# Supplied records
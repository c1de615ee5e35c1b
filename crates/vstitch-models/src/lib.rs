//! Shared data models for the VStitch job pipeline.
//!
//! This crate provides Serde-serializable types for:
//! - Jobs, job kinds and the persisted job record
//! - The job status lifecycle and its legal transitions
//! - Input descriptor parsing and validation

pub mod input;
pub mod job;
pub mod job_status;

// Re-export common types
pub use input::{InputDescriptor, ValidationError};
pub use job::{output_storage_path, JobId, JobKind, JobOutput, JobRecord, NewJob, ValidatedJob};
pub use job_status::JobStatus;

# The task
Every record shown above should appear again in your answer, unchanged.

# Response to the task
repository c1de615ee5e35c1b
filename crates/vstitch-models/src/lib.rs
//! Shared data models for the VStitch job pipeline.
//!
//! This crate provides Serde-serializable types for:
//! - Jobs, job kinds and the persisted job record
//! - The job status lifecycle and its legal transitions
//! - Input descriptor parsing and validation

pub mod input;
pub mod job;
pub mod job_status;

// Re-export common types
pub use input::{InputDescriptor, ValidationError};
pub use job::{output_storage_path, JobId, JobKind, JobOutput, JobRecord, NewJob, ValidatedJob};
pub use job_status::JobStatus;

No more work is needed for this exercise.